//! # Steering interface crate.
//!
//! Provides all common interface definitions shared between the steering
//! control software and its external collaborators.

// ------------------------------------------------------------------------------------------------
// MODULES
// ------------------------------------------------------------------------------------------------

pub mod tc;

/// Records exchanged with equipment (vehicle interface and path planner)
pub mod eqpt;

=====

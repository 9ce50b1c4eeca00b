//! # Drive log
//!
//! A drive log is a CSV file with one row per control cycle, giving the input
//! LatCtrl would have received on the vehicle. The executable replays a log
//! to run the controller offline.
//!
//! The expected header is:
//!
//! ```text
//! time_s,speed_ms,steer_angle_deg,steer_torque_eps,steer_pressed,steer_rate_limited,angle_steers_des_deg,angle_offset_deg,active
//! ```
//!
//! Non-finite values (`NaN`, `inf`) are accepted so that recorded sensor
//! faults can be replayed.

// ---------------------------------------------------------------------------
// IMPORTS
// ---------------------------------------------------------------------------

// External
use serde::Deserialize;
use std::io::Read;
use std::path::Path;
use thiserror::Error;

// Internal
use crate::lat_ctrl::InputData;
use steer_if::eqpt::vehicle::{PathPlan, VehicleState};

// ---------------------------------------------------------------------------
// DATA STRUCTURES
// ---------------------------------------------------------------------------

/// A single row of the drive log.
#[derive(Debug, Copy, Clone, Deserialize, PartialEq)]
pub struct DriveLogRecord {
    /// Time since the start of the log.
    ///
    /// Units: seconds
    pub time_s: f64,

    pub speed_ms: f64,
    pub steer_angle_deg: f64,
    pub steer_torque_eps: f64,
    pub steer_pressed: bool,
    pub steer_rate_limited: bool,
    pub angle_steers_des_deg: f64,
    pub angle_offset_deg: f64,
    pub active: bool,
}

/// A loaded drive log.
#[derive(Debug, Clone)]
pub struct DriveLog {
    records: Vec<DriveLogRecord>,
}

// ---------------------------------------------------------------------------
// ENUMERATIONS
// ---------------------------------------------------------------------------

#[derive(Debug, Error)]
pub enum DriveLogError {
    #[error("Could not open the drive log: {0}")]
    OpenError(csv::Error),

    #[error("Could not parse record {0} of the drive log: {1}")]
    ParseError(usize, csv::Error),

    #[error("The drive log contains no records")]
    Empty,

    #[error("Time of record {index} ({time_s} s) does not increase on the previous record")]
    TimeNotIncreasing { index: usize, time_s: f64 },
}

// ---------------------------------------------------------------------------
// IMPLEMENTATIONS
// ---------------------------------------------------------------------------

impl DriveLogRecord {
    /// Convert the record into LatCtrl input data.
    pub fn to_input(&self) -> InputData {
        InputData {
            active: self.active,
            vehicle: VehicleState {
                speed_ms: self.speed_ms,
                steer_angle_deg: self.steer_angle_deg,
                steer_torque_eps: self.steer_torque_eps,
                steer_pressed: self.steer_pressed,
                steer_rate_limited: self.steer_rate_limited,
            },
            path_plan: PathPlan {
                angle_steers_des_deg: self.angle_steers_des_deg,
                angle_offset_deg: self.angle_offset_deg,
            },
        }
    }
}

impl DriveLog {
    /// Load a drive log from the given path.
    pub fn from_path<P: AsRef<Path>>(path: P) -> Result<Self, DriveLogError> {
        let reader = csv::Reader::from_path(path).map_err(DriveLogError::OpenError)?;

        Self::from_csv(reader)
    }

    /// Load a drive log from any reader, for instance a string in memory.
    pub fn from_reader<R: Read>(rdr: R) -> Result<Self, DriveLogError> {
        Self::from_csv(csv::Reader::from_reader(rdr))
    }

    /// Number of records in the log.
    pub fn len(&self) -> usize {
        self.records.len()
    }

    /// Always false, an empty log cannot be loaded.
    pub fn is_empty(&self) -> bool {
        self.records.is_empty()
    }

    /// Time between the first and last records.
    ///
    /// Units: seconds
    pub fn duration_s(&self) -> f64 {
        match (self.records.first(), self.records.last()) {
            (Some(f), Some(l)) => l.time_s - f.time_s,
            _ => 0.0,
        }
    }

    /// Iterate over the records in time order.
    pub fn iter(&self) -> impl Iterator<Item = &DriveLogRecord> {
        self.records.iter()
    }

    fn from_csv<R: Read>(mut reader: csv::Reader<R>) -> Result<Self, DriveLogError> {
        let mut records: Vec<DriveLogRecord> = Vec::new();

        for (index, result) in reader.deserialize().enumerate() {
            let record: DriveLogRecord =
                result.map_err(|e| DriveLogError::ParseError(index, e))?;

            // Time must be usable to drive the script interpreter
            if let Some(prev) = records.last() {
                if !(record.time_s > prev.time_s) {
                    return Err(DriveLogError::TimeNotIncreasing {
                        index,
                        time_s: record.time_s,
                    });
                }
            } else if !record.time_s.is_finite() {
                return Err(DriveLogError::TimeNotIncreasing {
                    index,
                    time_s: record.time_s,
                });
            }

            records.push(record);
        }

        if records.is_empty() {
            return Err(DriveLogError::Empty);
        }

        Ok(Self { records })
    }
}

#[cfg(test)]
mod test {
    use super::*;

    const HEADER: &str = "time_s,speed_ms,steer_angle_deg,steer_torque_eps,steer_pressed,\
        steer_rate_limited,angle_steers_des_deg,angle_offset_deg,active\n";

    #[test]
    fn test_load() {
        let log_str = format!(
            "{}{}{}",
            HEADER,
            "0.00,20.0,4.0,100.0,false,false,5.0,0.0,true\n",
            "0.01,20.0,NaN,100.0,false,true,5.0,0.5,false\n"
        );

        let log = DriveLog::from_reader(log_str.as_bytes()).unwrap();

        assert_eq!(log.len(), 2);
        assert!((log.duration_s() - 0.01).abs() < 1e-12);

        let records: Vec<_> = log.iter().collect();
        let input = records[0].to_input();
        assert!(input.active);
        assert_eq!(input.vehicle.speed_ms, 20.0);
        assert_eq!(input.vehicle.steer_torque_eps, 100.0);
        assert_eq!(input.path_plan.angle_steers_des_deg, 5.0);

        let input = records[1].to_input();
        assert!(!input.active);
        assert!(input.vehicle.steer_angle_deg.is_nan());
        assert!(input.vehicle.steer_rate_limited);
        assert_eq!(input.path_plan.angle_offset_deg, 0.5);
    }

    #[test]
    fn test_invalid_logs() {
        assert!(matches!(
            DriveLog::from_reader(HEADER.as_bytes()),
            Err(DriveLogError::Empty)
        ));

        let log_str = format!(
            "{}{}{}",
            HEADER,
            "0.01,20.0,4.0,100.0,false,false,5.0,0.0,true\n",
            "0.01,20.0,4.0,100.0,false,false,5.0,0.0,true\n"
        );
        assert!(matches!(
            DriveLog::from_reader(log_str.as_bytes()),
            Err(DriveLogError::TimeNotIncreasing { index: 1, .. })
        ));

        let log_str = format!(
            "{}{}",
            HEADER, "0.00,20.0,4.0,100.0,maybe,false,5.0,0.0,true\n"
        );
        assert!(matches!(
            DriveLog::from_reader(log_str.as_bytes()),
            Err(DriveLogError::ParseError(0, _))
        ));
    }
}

=====

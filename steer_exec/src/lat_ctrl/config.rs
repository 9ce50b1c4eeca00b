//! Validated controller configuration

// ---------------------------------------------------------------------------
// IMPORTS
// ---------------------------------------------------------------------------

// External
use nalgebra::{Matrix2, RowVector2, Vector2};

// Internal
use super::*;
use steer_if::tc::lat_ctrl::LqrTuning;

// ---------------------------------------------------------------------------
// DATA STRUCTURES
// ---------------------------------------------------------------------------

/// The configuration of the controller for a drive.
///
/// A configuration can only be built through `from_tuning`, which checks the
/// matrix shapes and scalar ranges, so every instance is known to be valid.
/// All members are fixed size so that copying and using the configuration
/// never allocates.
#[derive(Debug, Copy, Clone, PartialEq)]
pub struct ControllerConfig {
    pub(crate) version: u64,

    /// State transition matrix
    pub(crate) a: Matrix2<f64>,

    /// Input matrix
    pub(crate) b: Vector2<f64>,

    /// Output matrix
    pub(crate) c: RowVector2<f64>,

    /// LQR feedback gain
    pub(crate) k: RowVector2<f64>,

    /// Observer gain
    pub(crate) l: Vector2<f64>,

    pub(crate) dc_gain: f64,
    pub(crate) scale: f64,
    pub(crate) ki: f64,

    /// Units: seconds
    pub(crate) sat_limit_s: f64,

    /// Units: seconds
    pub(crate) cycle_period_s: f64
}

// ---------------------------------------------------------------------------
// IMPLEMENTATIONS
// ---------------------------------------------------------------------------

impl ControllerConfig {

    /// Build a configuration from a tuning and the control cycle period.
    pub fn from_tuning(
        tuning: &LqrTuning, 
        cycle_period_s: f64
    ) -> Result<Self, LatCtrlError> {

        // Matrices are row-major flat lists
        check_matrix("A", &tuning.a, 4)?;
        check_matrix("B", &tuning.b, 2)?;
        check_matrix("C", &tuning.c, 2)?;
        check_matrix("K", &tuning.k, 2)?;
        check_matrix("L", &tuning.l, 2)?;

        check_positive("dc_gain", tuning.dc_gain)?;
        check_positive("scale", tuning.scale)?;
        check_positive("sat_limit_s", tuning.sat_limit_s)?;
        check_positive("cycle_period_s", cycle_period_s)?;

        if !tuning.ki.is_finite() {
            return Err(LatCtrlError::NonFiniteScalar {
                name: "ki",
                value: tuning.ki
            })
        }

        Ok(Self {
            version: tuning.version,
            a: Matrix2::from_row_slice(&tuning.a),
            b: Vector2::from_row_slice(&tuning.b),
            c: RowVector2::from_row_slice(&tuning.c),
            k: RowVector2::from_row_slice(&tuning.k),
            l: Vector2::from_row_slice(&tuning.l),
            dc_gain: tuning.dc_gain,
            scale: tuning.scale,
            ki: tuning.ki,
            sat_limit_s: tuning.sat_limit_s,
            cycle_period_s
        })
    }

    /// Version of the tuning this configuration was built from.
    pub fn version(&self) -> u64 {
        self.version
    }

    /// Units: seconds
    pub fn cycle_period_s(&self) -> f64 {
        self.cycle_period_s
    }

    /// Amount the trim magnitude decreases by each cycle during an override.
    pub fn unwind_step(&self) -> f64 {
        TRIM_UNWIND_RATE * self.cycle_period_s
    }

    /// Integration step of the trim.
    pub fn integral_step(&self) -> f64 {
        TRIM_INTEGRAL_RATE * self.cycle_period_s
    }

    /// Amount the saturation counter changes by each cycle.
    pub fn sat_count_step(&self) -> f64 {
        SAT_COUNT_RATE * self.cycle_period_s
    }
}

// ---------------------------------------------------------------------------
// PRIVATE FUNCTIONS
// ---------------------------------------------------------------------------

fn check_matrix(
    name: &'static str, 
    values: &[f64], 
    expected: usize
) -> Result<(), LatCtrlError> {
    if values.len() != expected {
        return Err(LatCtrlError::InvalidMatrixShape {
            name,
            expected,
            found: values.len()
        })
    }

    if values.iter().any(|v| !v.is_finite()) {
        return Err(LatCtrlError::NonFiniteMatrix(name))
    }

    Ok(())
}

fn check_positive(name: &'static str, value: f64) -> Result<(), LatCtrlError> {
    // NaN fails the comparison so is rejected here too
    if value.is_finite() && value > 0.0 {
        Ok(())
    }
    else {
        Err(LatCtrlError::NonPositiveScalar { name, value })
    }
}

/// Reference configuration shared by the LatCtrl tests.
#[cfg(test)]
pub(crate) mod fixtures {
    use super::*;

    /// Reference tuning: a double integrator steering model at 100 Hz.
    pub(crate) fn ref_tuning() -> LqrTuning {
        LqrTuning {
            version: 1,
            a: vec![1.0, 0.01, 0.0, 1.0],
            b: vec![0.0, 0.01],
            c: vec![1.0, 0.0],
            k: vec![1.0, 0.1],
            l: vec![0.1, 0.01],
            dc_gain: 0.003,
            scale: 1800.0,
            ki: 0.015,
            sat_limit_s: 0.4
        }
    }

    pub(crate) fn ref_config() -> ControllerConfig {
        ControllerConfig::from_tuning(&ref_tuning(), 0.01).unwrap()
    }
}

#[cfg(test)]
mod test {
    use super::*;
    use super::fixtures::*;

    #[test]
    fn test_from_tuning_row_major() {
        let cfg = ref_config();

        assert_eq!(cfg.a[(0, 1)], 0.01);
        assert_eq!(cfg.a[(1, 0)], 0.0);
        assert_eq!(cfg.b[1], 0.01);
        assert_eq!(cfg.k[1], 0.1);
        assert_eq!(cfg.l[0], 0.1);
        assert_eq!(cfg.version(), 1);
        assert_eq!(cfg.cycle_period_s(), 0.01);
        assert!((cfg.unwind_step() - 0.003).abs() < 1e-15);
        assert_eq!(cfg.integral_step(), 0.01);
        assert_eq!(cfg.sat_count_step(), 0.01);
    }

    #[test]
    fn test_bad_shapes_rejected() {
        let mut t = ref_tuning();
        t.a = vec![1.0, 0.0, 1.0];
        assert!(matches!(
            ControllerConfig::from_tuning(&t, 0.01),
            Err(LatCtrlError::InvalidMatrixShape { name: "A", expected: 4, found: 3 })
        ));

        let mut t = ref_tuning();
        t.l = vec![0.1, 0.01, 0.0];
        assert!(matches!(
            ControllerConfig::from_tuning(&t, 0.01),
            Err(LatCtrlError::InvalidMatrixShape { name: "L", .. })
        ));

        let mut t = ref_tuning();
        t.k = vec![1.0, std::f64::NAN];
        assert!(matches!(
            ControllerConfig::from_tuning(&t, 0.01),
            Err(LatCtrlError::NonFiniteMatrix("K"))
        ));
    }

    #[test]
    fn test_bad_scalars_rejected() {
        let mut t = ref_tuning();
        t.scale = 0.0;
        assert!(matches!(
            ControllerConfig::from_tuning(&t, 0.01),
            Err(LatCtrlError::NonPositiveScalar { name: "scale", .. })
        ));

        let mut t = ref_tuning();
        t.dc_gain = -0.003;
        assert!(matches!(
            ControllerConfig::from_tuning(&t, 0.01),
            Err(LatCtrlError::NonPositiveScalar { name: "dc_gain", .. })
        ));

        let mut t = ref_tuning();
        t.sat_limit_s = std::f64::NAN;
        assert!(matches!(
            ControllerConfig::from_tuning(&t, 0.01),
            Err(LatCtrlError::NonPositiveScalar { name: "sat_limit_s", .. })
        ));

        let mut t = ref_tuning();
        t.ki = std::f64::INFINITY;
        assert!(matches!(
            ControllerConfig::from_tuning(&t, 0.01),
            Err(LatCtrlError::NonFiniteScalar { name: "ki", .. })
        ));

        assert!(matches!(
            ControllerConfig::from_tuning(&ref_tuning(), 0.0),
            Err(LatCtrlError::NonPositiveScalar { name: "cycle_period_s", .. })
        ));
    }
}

=====

Work order:
Return only the lines between the one holding "Steering interface crate." and the one holding "pub mod eqpt;", inclusive, exactly as they appear above.

Response:
//! # Steering interface crate.
//!
//! Provides all common interface definitions shared between the steering
//! control software and its external collaborators.

// ------------------------------------------------------------------------------------------------
// MODULES
// ------------------------------------------------------------------------------------------------

pub mod tc;

/// Records exchanged with equipment (vehicle interface and path planner)
pub mod eqpt;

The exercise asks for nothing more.